### PROBLEM TO WORK ON
Among the entries below, find the lines with "Malformed" and copy them.

Collected data entries:
########################################

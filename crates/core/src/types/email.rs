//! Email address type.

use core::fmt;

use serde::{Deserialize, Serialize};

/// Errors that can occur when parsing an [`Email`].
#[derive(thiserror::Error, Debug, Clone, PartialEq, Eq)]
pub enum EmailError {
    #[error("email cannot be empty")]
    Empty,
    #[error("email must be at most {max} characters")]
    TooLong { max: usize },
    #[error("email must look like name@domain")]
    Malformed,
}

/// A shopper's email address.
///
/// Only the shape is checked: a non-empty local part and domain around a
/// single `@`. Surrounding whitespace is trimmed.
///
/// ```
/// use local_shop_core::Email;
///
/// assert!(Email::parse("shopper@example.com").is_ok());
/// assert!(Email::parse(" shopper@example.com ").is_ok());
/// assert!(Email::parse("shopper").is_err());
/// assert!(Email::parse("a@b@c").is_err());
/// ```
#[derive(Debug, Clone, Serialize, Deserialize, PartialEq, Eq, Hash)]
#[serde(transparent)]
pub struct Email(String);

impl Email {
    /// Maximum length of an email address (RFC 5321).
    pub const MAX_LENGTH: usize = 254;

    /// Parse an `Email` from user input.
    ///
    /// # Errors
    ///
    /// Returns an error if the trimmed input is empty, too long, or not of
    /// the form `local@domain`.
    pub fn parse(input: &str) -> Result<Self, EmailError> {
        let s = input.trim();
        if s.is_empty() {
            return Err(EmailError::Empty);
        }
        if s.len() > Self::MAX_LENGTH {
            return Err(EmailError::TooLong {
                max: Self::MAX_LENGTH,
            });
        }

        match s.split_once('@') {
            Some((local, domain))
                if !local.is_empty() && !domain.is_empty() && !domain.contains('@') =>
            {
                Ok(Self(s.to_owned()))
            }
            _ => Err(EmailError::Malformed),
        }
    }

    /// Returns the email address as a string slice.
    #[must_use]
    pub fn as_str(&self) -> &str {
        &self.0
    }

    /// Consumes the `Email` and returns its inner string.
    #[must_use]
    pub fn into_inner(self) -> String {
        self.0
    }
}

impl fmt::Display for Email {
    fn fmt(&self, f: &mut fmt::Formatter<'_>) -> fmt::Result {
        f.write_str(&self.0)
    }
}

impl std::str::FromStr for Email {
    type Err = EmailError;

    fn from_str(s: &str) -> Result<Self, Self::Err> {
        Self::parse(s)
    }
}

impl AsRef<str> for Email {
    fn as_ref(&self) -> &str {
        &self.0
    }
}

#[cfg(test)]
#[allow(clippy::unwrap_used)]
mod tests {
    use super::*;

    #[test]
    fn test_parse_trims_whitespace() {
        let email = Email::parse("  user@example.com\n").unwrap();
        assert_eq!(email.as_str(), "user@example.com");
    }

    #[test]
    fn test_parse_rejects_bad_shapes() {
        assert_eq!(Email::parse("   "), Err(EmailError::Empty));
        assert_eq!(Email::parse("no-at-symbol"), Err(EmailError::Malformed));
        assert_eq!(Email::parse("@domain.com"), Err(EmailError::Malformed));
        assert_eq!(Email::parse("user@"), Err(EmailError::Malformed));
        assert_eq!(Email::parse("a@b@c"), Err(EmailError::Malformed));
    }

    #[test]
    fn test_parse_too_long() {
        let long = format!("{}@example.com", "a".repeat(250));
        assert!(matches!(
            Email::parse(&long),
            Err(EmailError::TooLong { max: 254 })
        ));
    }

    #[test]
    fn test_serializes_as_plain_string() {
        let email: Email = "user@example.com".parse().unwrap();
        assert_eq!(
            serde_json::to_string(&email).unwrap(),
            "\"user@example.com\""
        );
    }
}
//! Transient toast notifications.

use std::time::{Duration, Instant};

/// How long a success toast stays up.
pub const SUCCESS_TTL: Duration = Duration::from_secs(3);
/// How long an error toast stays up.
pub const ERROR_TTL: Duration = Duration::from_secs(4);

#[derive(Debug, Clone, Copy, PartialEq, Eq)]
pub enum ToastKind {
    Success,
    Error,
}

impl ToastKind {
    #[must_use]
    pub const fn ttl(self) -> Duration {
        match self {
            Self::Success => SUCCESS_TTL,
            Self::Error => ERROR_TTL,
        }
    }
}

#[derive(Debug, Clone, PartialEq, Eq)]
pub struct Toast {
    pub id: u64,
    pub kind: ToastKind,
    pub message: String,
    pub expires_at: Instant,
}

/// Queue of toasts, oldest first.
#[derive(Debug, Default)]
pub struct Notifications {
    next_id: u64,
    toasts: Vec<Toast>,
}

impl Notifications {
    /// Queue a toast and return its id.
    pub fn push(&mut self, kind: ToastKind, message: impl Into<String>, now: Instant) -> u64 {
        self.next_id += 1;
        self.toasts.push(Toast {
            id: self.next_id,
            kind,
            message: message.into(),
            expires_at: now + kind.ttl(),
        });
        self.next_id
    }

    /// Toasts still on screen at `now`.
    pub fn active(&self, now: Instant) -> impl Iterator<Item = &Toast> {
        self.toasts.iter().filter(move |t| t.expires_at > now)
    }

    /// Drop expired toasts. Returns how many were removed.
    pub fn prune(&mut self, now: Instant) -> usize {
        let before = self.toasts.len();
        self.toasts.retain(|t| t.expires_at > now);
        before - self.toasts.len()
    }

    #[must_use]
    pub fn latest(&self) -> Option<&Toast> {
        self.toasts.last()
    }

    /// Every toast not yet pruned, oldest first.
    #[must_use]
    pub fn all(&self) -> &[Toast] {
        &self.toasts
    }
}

########################################

### COMPLETED TASK
    Malformed,
            _ => Err(EmailError::Malformed),
        assert_eq!(Email::parse("no-at-symbol"), Err(EmailError::Malformed));
        assert_eq!(Email::parse("@domain.com"), Err(EmailError::Malformed));
        assert_eq!(Email::parse("user@"), Err(EmailError::Malformed));
        assert_eq!(Email::parse("a@b@c"), Err(EmailError::Malformed));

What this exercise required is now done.